In the ransom attack on Garmin, the attackers used WastedLocker ransomware. WastedLocker is operated by Russian cybercrime group Evil Corp, and is used by the group to attack specific organizations. 

According to Dvoskin, to deliver the ransomware, the Evil Corp adds malicious code to existing websites. This code tells users to download a software update. 

Dvoskin also said, the attack was started when users were browsing legitimate websites. Browsing the site opens a page telling users to download fake software. In the case of Garmin, it was hacked news sites, sending a request to update Google chrome browsers. 

By installing an update of Google Chrome a weaponized file entered into the user’s computer, from where it was able to spread across Garmin’s system. 

These files enable attackers to study the victim’s network to identify weaknesses and use the discovered vulnerabilities to spread the ransom component in as many locations as possible. 

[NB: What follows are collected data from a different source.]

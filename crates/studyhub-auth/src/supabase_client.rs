//! Supabase Auth (GoTrue) client.
//!
//! Implements [`IdentityProvider`] over the GoTrue REST API. Like the
//! official GoTrue clients it keeps an in-memory "current session" that it
//! updates on its own calls; that is what `get_active_session` returns.
//!
//! Provider-pushed events are things this process did not do: a session
//! handed over by another surface ([`SupabaseAuthClient::announce`]), or a
//! revocation detected by [`SupabaseAuthClient::watch_revocation`] (another
//! device signed this account out everywhere).

use crate::{AuthError, AuthResult, IdentityProvider, ProviderEvent, ProviderResponse, Session, User};
use async_trait::async_trait;
use chrono::{DateTime, Duration as ChronoDuration, TimeZone, Utc};
use reqwest::StatusCode;
use serde::Deserialize;
use std::sync::atomic::{AtomicU64, Ordering};
use std::sync::{Arc, Mutex, MutexGuard};
use std::time::Duration;
use tokio::sync::broadcast;
use tokio::task::JoinHandle;
use tracing::{debug, info, warn};
use url::Url;

/// Capacity of the provider event channel.
const EVENT_CHANNEL_CAPACITY: usize = 16;

/// Skip revocation checks for tokens this close to expiry; an expired JWT
/// is rejected the same way a revoked one is.
const REVOCATION_CHECK_MARGIN: Duration = Duration::from_secs(30);

/// Token grant response (`/token`, and `/signup` when autoconfirm is on).
#[derive(Debug, Deserialize)]
struct TokenResponse {
    access_token: String,
    refresh_token: String,
    #[serde(default)]
    expires_in: Option<i64>,
    /// Unix seconds.
    #[serde(default)]
    expires_at: Option<i64>,
    #[serde(default)]
    user: Option<User>,
}

impl TokenResponse {
    fn into_session(self) -> AuthResult<Session> {
        let mut session = Session::new(self.access_token, self.refresh_token)?;

        if let Some(expires_at) = resolve_expiry(self.expires_at, self.expires_in, Utc::now()) {
            session = session.with_expires_at(expires_at);
        }
        if let Some(user) = self.user {
            session = session.with_user(user);
        }

        Ok(session)
    }
}

/// GoTrue error body; field names differ between API versions.
#[derive(Debug, Default, Deserialize)]
struct ErrorBody {
    #[serde(default)]
    error: Option<String>,
    #[serde(default)]
    error_description: Option<String>,
    #[serde(default)]
    error_code: Option<String>,
    #[serde(default)]
    msg: Option<String>,
    #[serde(default)]
    message: Option<String>,
}

impl ErrorBody {
    fn parse(body: &str) -> Self {
        serde_json::from_str(body).unwrap_or_default()
    }

    fn message(&self, status: StatusCode) -> String {
        self.error_description
            .clone()
            .or_else(|| self.msg.clone())
            .or_else(|| self.message.clone())
            .or_else(|| self.error_code.clone())
            .or_else(|| self.error.clone())
            .unwrap_or_else(|| format!("HTTP {}", status))
    }
}

/// Which call a failed response belongs to; decides the error mapping.
#[derive(Debug, Clone, Copy, PartialEq, Eq)]
enum Call {
    SignIn,
    SignUp,
    Refresh,
    SignOut,
    User,
}

/// Map a non-success status to the error taxonomy.
fn classify_failure(call: Call, status: StatusCode, message: String) -> AuthError {
    if status.is_server_error() || status == StatusCode::TOO_MANY_REQUESTS {
        return AuthError::Network(format!("HTTP {}: {}", status, message));
    }

    match (call, status.as_u16()) {
        (Call::SignIn, 400 | 401 | 422) | (Call::SignUp, 400 | 422) => {
            AuthError::InvalidCredentials(message)
        }
        (Call::Refresh, 400 | 401 | 403 | 404) => AuthError::InvalidRefreshCredential(message),
        (Call::User | Call::SignOut, 401 | 403 | 404) => AuthError::InvalidCredentials(message),
        _ => AuthError::UnexpectedResponse(format!("HTTP {}: {}", status, message)),
    }
}

/// Absolute expiry from GoTrue's `expires_at` (preferred) or `expires_in`.
///
/// Values outside chrono's range read as no known expiry.
fn resolve_expiry(
    expires_at: Option<i64>,
    expires_in: Option<i64>,
    now: DateTime<Utc>,
) -> Option<DateTime<Utc>> {
    expires_at
        .and_then(|secs| Utc.timestamp_opt(secs, 0).single())
        .or_else(|| {
            expires_in
                .and_then(ChronoDuration::try_seconds)
                .and_then(|delta| now.checked_add_signed(delta))
        })
}

/// Sign-up returns a token response when a session is issued immediately,
/// and the bare user record when confirmation is pending.
fn parse_sign_up_body(body: serde_json::Value) -> AuthResult<ProviderResponse> {
    if body.get("access_token").is_some() {
        let token: TokenResponse = serde_json::from_value(body)?;
        let session = token.into_session()?;
        return Ok(ProviderResponse {
            user: session.user().cloned(),
            session: Some(session),
        });
    }

    let user: User = serde_json::from_value(body)?;
    Ok(ProviderResponse {
        session: None,
        user: Some(user),
    })
}

/// Supabase Auth client.
pub struct SupabaseAuthClient {
    http_client: reqwest::Client,
    auth_url: String,
    publishable_key: String,
    current: Mutex<Option<Session>>,
    /// Bumped on every sign-out, under the `current` lock.
    sign_outs: AtomicU64,
    events: broadcast::Sender<ProviderEvent>,
}

impl SupabaseAuthClient {
    /// Create a client for the project at `supabase_url`.
    pub fn new(
        supabase_url: &str,
        publishable_key: impl Into<String>,
        timeout: Duration,
    ) -> AuthResult<Self> {
        let parsed = Url::parse(supabase_url)?;
        let http_client = reqwest::Client::builder()
            .timeout(timeout)
            .build()
            .map_err(|e| AuthError::Config(format!("Failed to build HTTP client: {}", e)))?;
        let (events, _) = broadcast::channel(EVENT_CHANNEL_CAPACITY);

        Ok(Self {
            http_client,
            auth_url: format!("{}/auth/v1", parsed.as_str().trim_end_matches('/')),
            publishable_key: publishable_key.into(),
            current: Mutex::new(None),
            sign_outs: AtomicU64::new(0),
            events,
        })
    }

    fn endpoint(&self, path: &str) -> String {
        format!("{}/{}", self.auth_url, path)
    }

    fn current(&self) -> MutexGuard<'_, Option<Session>> {
        self.current
            .lock()
            .unwrap_or_else(|poisoned| poisoned.into_inner())
    }

    /// Drop the current session and invalidate refreshes started before now.
    fn forget_current(&self) -> Option<Session> {
        let mut current = self.current();
        self.sign_outs.fetch_add(1, Ordering::SeqCst);
        current.take()
    }

    /// Make `session` current unless a sign-out happened after `observed`.
    fn adopt_refreshed(&self, session: &Session, observed: u64) -> bool {
        let mut current = self.current();
        if self.sign_outs.load(Ordering::SeqCst) != observed {
            debug!("Signed out during refresh, not adopting refreshed session");
            return false;
        }
        *current = Some(session.clone());
        true
    }

    /// Hand over a session or sign-out that originated outside this process
    /// (deep link, another surface sharing the account).
    pub fn announce(&self, event: ProviderEvent) {
        match &event {
            ProviderEvent::SignedIn(session) => *self.current() = Some(session.clone()),
            ProviderEvent::SignedOut => {
                self.forget_current();
            }
        }

        // No receivers is fine; nobody is listening yet.
        let _ = self.events.send(event);
    }

    /// Poll the provider for remote revocation of the current session.
    ///
    /// When the provider rejects a still-unexpired access credential, the
    /// session was ended elsewhere and a `SignedOut` event is published.
    /// Abort the returned handle to stop polling.
    pub fn watch_revocation(self: &Arc<Self>, interval: Duration) -> JoinHandle<()> {
        let client = Arc::downgrade(self);

        tokio::spawn(async move {
            let mut ticker = tokio::time::interval(interval);
            ticker.set_missed_tick_behavior(tokio::time::MissedTickBehavior::Delay);
            ticker.tick().await;

            loop {
                ticker.tick().await;

                let Some(client) = client.upgrade() else {
                    debug!("Auth client dropped, stopping revocation watch");
                    return;
                };
                client.check_revocation().await;
            }
        })
    }

    async fn check_revocation(&self) {
        let token = {
            let current = self.current();
            match current.as_ref() {
                Some(session) if !session.is_expired_within(REVOCATION_CHECK_MARGIN) => {
                    session.access_token().to_string()
                }
                _ => return,
            }
        };

        match self.fetch_user(&token).await {
            Ok(user) => debug!(user_id = %user.id, "Remote session still valid"),
            Err(AuthError::InvalidCredentials(message)) => {
                let still_current = self
                    .current()
                    .as_ref()
                    .map(|s| s.access_token() == token)
                    .unwrap_or(false);
                if still_current {
                    info!(reason = %message, "Remote session revoked");
                    self.announce(ProviderEvent::SignedOut);
                }
            }
            Err(e) => debug!(error = %e, "Revocation check inconclusive"),
        }
    }

    /// Fetch the user behind an access credential.
    pub async fn fetch_user(&self, access_token: &str) -> AuthResult<User> {
        let response = self
            .http_client
            .get(self.endpoint("user"))
            .header("apikey", &self.publishable_key)
            .bearer_auth(access_token)
            .send()
            .await?;

        let response = Self::check_status(Call::User, response).await?;
        Ok(response.json().await?)
    }

    async fn check_status(call: Call, response: reqwest::Response) -> AuthResult<reqwest::Response> {
        let status = response.status();
        if status.is_success() {
            return Ok(response);
        }

        let body = response.text().await.unwrap_or_default();
        let message = ErrorBody::parse(&body).message(status);
        warn!(call = ?call, status = %status, message = %message, "Auth request failed");

        Err(classify_failure(call, status, message))
    }

    async fn token_grant(&self, grant_type: &str, call: Call, body: serde_json::Value) -> AuthResult<Session> {
        let url = format!("{}?grant_type={}", self.endpoint("token"), grant_type);
        debug!(url = %url, "Requesting token grant");

        let response = self
            .http_client
            .post(&url)
            .header("apikey", &self.publishable_key)
            .json(&body)
            .send()
            .await?;

        let response = Self::check_status(call, response).await?;
        let token: TokenResponse = response.json().await?;
        token.into_session()
    }
}

#[async_trait]
impl IdentityProvider for SupabaseAuthClient {
    async fn password_sign_in(&self, identifier: &str, secret: &str) -> AuthResult<ProviderResponse> {
        let session = self
            .token_grant(
                "password",
                Call::SignIn,
                serde_json::json!({ "email": identifier, "password": secret }),
            )
            .await?;

        *self.current() = Some(session.clone());

        Ok(ProviderResponse {
            user: session.user().cloned(),
            session: Some(session),
        })
    }

    async fn password_sign_up(
        &self,
        identifier: &str,
        secret: &str,
        attributes: Option<serde_json::Value>,
    ) -> AuthResult<ProviderResponse> {
        let mut body = serde_json::json!({ "email": identifier, "password": secret });
        if let Some(attributes) = attributes {
            body["data"] = attributes;
        }

        let response = self
            .http_client
            .post(self.endpoint("signup"))
            .header("apikey", &self.publishable_key)
            .json(&body)
            .send()
            .await?;

        let response = Self::check_status(Call::SignUp, response).await?;
        let parsed = parse_sign_up_body(response.json().await?)?;

        if let Some(session) = &parsed.session {
            *self.current() = Some(session.clone());
        } else {
            info!("Sign-up created a user pending confirmation");
        }

        Ok(parsed)
    }

    async fn refresh_session(&self, refresh_credential: &str) -> AuthResult<Session> {
        let observed = self.sign_outs.load(Ordering::SeqCst);
        let session = self
            .token_grant(
                "refresh_token",
                Call::Refresh,
                serde_json::json!({ "refresh_token": refresh_credential }),
            )
            .await?;

        self.adopt_refreshed(&session, observed);
        Ok(session)
    }

    async fn sign_out(&self) -> AuthResult<()> {
        let Some(session) = self.forget_current() else {
            debug!("No current session, nothing to sign out remotely");
            return Ok(());
        };

        let response = self
            .http_client
            .post(self.endpoint("logout"))
            .header("apikey", &self.publishable_key)
            .bearer_auth(session.access_token())
            .send()
            .await?;

        match Self::check_status(Call::SignOut, response).await {
            Ok(_) => Ok(()),
            // Already gone on the server side.
            Err(AuthError::InvalidCredentials(_)) => Ok(()),
            Err(e) => Err(e),
        }
    }

    async fn get_active_session(&self) -> AuthResult<Option<Session>> {
        Ok(self.current().clone())
    }

    fn subscribe(&self) -> broadcast::Receiver<ProviderEvent> {
        self.events.subscribe()
    }
}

When the control is achieved, many attackers withdraw data from the network prior to the ransomware activation. 

Once the process of taking control and exfiltration has been completed, the ransom is activated in an orchestrated way to achieve a rapid enterprise-wide disruption. Depending on the effort required to achieve control, this process can take several weeks. 

Once the WastedLocker activated on the Garmin network, the ransomware was set to encrypting files. According to reports, as the devices were being encrypted, the Garmin IT department tried to shut down all the network computers remotely. Also home computers connected via VPN. All devices in a data center were also shut down and results of which Garmin connect and other services went down. 

With the data encrypted, the attackers then reportedly demanded a US$10 million ransom in exchange for a key that would decrypt the data.